Hire some people, fire some people, and make some strategies

Saturday, November 14th, 2015

Consultants Madsbjerg and Rasmussen describe the nihilism of professionalized management:

Not long ago, we met an executive from a global pharmaceutical company. He had been participating all day in a workshop on the future of health care and was standing outside the hotel, catching some fresh air. We talked about how the health-care business was changing and what challenges the company was facing with rising health-care costs, low R&D productivity, and a broken sales model. We asked him his thoughts on the challenges ahead.

He looked at us with somewhat tired eyes, squinted up in the sky, and said, “Well, first, I am going to have myself a big, fat sushi dinner, and then I suppose I will get back to the office tomorrow and do the usual stuff — you know: hire some people, fire some people, and make some strategies.”
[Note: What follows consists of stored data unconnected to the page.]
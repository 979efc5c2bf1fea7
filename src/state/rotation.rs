//! Rotation core: server membership, current and pending-join slots, and the selection pass.
//!
//! Every operation is synchronous and returns the [`Directive`]s the caller has to carry
//! out (joins, releases, announcements). The controller task owns the only instance.

use std::time::{Duration, Instant, SystemTime};

use indexmap::IndexMap;
use tracing::{debug, info, warn};

use crate::{
    config::{RotationSettings, ServerConfig},
    dto::format_system_time,
    provider::ServerState,
    state::{
        phase::{GamePhase, PhaseEdge, PhaseReport, PhaseTracker},
        queue::SampleQueue,
        scoring::tick_score,
        selector::select_server,
        server::{GameServer, RotationPolicy, ServerKey},
    },
};

/// Side effect requested by the rotation core.
#[derive(Debug, Clone, PartialEq, Eq)]
pub enum Directive {
    /// Send the spectator to the server.
    Join(ServerKey),
    /// Release the spectator from the halted phase.
    Release,
    /// Post a chat announcement.
    Announce(String),
}

/// Knobs of a single selection pass.
#[derive(Debug, Clone, Copy, Default, PartialEq, Eq)]
pub struct SelectionOptions {
    /// Treat every non-ignored server as selectable.
    pub all_selectable: bool,
    /// Switch even if the minimum time on the current server has not elapsed.
    pub ignore_time_on_server: bool,
}

/// Result of an operator join request.
#[derive(Debug, Clone, PartialEq, Eq)]
pub enum ManualJoinOutcome {
    /// The server is now pending and a join was issued.
    Queued(ServerKey),
    /// The spectator is already playing on the server.
    AlreadyOnServer,
}

/// Result of toggling the ignored flag of a server.
#[derive(Debug, Clone, Copy, PartialEq, Eq)]
pub enum FlagOutcome {
    /// The flag was changed.
    Updated,
    /// The flag already had the requested value.
    Unchanged,
    /// No rotation server matches.
    NotFound,
}

/// State of the rotation owned by the controller loop.
#[derive(Debug)]
pub struct RotationState {
    servers: IndexMap<ServerKey, GameServer>,
    current: Option<ServerKey>,
    to_join: Option<ServerKey>,
    phase: PhaseTracker,
    player_rotations: SampleQueue<Instant>,
    settings: RotationSettings,
}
He was not being ironic. He was being brutally honest about a feeling that many executives feel from time to time: What does it matter, anyway? Over time, as management has become increasingly professionalized, you can sense a kind of nihilism or loss of meaning in the executive layers. This sense of nihilism is strongest in large corporate cultures where management is seen as a profession in and of itself with no strong connection to what the company actually makes or does. What happens when satisfaction from work comes from managing — reorganizing, optimizing the operation, hiring new people, and making strategies — and not from producing something meaningful? How do you feel when it doesn’t really matter whether you make beauty products, soft drinks, fast food, or musical instruments?

(From The Moment of Clarity: Using the Human Sciences to Solve Your Toughest Business Problems.)

Comments

  1. Gaikokumaniakku says:

    Do you read Charles Hugh Smith of the blog “Of Two Minds”?

    Lately he has been claiming that “the future belongs to meaningful work for all.”

    And he has a book on that topic.

    And I am too broke to buy a copy.